Stored data
━━━

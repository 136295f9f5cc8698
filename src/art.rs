//! Fixed ASCII-art pictures, one per weather category that has one.

/// Sunny skies.
pub const SUN: &str = r#"      ;   :   ;
   .   \_,!,_/   ,
    `.,'     `.,'
     /         \
~ -- :         : -- ~
     \         /
    ,'`._   _.'`.
   '   / `!` \   `
      ;   :   ;  hjw"#;

/// Partly or fully cloudy skies.
pub const CLOUDS: &str = r#"                _                                  
              (`  ).                   _           
             (     ).              .:(`  )`.       
)           _(       '`.          :(   .    )      
        .=(`(      .   )     .--  `.  (    ) )      
       ((    (..__.:'-'   .+(   )   ` _`  ) )                 
`.     `(       ) )       (   .  )     (   )  ._   
  )      ` __.:'   )     (   (   ))     `-'.-(`  ) 
)  )  ( )       --'       `- __.'         :(      )) 
.-'  (_.'          .')                    `(    )  ))
                  (_  )                     ` __.:'          
                                        "#;

/// Rain falling from a cloud.
pub const RAIN: &str = r#"            ------               _____
           /      \ ___\     ___/    ___
        --/-  ___  /    \/  /  /    /   \
       /     /           \__     //_     \
      /                     \   / ___     |
      |           ___       \/+--/        /
       \__           \       \           /
          \__                 |          /
         \     /____      /  /       |   /
          _____/         ___       \/  /\
               \__      /      /    |    |
             /    \____/   \       /   //
         // / / // / /\    /-_-/\//-__-
          /  /  // /   \__// / / /  //
         //   / /   //   /  // / // /
          /// // / /   /  //  / //
       //   //       //  /  // / /
         / / / / /     /  /    /
      ///  / / /  //  // /  // //
         ///    /    /    / / / /
    ///  /    // / /  // / / /  /
       // ///   /      /// / /"#;

/// A tornado funnel.
pub const TORNADO: &str = r#"              . '@(@@@@@@@)@. (@@) `  .   '
     .  @@'((@@@@@@@@@@@)@@@@@)@@@@@@@)@ 
     @@(@@@@@@@@@@))@@@@@@@@@@@@@@@@)@@` .
  @.((@@@@@@@)(@@@@@@@@@@@@@@))@\@@@@@@@@@)@@@  .
 (@@@@@@@@@@@@@@@@@@)@@@@@@@@@@@\\@@)@@@@@@@@)
(@@@@@@@@)@@@@@@@@@@@@@(@@@@@@@@//@@@@@@@@@) ` 
 .@(@@@@)##&&&&&(@@@@@@@@)::_=(@\\@@@@)@@ .   .'
   @@`(@@)###&&&&&!!;;;;;;::-_=@@\\@)@`@.
   `   @@(@###&&&&!!;;;;;::-=_=@.@\\@@     '
      `  @.#####&&&!!;;;::=-_= .@  \\
            ####&&&!!;;::=_-        `
             ###&&!!;;:-_=
              ##&&!;::_=
             ##&&!;:=
            ##&&!:-
           #&!;:-
          #&!;=
          #&!-
           #&=
   jgs      #&-
            \\#/'"#;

━━━

Transcribe the records above exactly.

repository 136295f9f5cc8698
filename src/art.rs
//! Fixed ASCII-art pictures, one per weather category that has one.

/// Sunny skies.
pub const SUN: &str = r#"      ;   :   ;
   .   \_,!,_/   ,
    `.,'     `.,'
     /         \
~ -- :         : -- ~
     \         /
    ,'`._   _.'`.
   '   / `!` \   `
      ;   :   ;  hjw"#;

/// Partly or fully cloudy skies.
pub const CLOUDS: &str = r#"                _                                  
              (`  ).                   _           
             (     ).              .:(`  )`.       
)           _(       '`.          :(   .    )      
        .=(`(      .   )     .--  `.  (    ) )      
       ((    (..__.:'-'   .+(   )   ` _`  ) )                 
`.     `(       ) )       (   .  )     (   )  ._   
  )      ` __.:'   )     (   (   ))     `-'.-(`  ) 
)  )  ( )       --'       `- __.'         :(      )) 
.-'  (_.'          .')                    `(    )  ))
                  (_  )                     ` __.:'          
                                        "#;

/// Rain falling from a cloud.
pub const RAIN: &str = r#"            ------               _____
           /      \ ___\     ___/    ___
        --/-  ___  /    \/  /  /    /   \
       /     /           \__     //_     \
      /                     \   / ___     |
      |           ___       \/+--/        /
       \__           \       \           /
          \__                 |          /
         \     /____      /  /       |   /
          _____/         ___       \/  /\
               \__      /      /    |    |
             /    \____/   \       /   //
         // / / // / /\    /-_-/\//-__-
          /  /  // /   \__// / / /  //
         //   / /   //   /  // / // /
          /// // / /   /  //  / //
       //   //       //  /  // / /
         / / / / /     /  /    /
      ///  / / /  //  // /  // //
         ///    /    /    / / / /
    ///  /    // / /  // / / /  /
       // ///   /      /// / /"#;

/// A tornado funnel.
pub const TORNADO: &str = r#"              . '@(@@@@@@@)@. (@@) `  .   '
     .  @@'((@@@@@@@@@@@)@@@@@)@@@@@@@)@ 
     @@(@@@@@@@@@@))@@@@@@@@@@@@@@@@)@@` .
  @.((@@@@@@@)(@@@@@@@@@@@@@@))@\@@@@@@@@@)@@@  .
 (@@@@@@@@@@@@@@@@@@)@@@@@@@@@@@\\@@)@@@@@@@@)
(@@@@@@@@)@@@@@@@@@@@@@(@@@@@@@@//@@@@@@@@@) ` 
 .@(@@@@)##&&&&&(@@@@@@@@)::_=(@\\@@@@)@@ .   .'
   @@`(@@)###&&&&&!!;;;;;;::-_=@@\\@)@`@.
   `   @@(@###&&&&!!;;;;;::-=_=@.@\\@@     '
      `  @.#####&&&!!;;;::=-_= .@  \\
            ####&&&!!;;::=_-        `
             ###&&!!;;:-_=
              ##&&!;::_=
             ##&&!;:=
            ##&&!:-
           #&!;:-
          #&!;=
          #&!-
           #&=
   jgs      #&-
            \\#/'"#;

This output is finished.